Abstract of Dissertation

Keyword : Sexual & Reproductive Health Services; Indian Public Health Standards; 24x7 Primary Health Centres

Objective : Objectives of the study are to assess the availability of sexual and reproductive health services at 24x7 PHCs, to identify the gaps in and to compare the sexual and reproductive health services at 24x7 PHCs of HPDs and NHPDs.

Background : The main aim of the study was to assess 24x7 primary health centres (PHCs) in terms of availability of sexual and reproductive health services with respect to Indian Public Health Standards (IPHS). Despite having tiered healthcare system to improve access for the basic healthcare needs including obstetric care at the community level, significant proportion of population in rural areas do not have round the clock access.

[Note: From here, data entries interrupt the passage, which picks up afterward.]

//! Configuration I/O (YAML schema)
//!
//! Defines the on-disk schema only. Loading and merging live in `mod.rs`.

use serde::{Deserialize, Serialize};
use std::path::PathBuf;

use super::ExportFormat;

/// YAML Schema v1
///
/// Every setting is optional; absent settings keep their defaults.
#[derive(Debug, Clone, Default, Serialize, Deserialize)]
#[serde(deny_unknown_fields)]
pub struct ConfigFileV1 {
    /// Schema version (always 1 for v1)
    #[serde(skip_serializing_if = "Option::is_none")]
    pub version: Option<u32>,

    #[serde(skip_serializing_if = "Option::is_none")]
    pub data_dir: Option<PathBuf>,

    #[serde(skip_serializing_if = "Option::is_none")]
    pub output_dir: Option<PathBuf>,

    #[serde(skip_serializing_if = "Option::is_none")]
    pub concepts_file: Option<String>,

    #[serde(skip_serializing_if = "Option::is_none")]
    pub connections_file: Option<String>,

    #[serde(skip_serializing_if = "Option::is_none")]
    pub output_file: Option<String>,

    #[serde(skip_serializing_if = "Option::is_none")]
    pub format: Option<ExportFormat>,

    #[serde(skip_serializing_if = "Option::is_none")]
    pub pretty: Option<bool>,

    #[serde(skip_serializing_if = "Option::is_none")]
    pub containment_type: Option<String>,
}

Methodology : Data were collected from service providers at24x7 PHCs through well-structured questionnaire developed by referring the IPHS for PHCs prescribed by the Directorate General of Health Services, Ministry of Health and Family Welfare, Government of India. The study was conducted at four districts (i.e. Banswara, Rajsamand, Baran and Pratapgarh) of Rajasthan state of India. 17 PHCs (24x7) of these four districts were included in the study.

Findings : Findings depict that only three PHCs out of ten have medical officers trained in both BemOC and RTI/STI in (High priority districts) HPDs. However, services such as RTI/STI management, tubectomy, and manual removal of placenta, family planning services like availability of contraceptives and drugs and equipments were poorer at 24x7 PHCs in high priority districts as compare to non high priority districts, which need to be addressed for further strengthening of primary health centres. According to study, condition of sexual and reproductive health services at 24x7 PHCs in HPDs is not good when we compared it with 24x7 PHCs in NHPDs. The study findings revealed that 24 × 7 PHCs should be provided adequate manpower and equipment’s as recommended by the IPHS so as to become effective and functional to provide sexual and reproductive health services in the rural areas.

Recommendations : Group housing for health workers living in remote areas particularly in high priority districts and short duration training programs for BemOC and RTI/STI. There is a need to improve supply chain management to address the shortage of drugs and other supplies related to sexual and reproductive health with more emphasis on HPDs.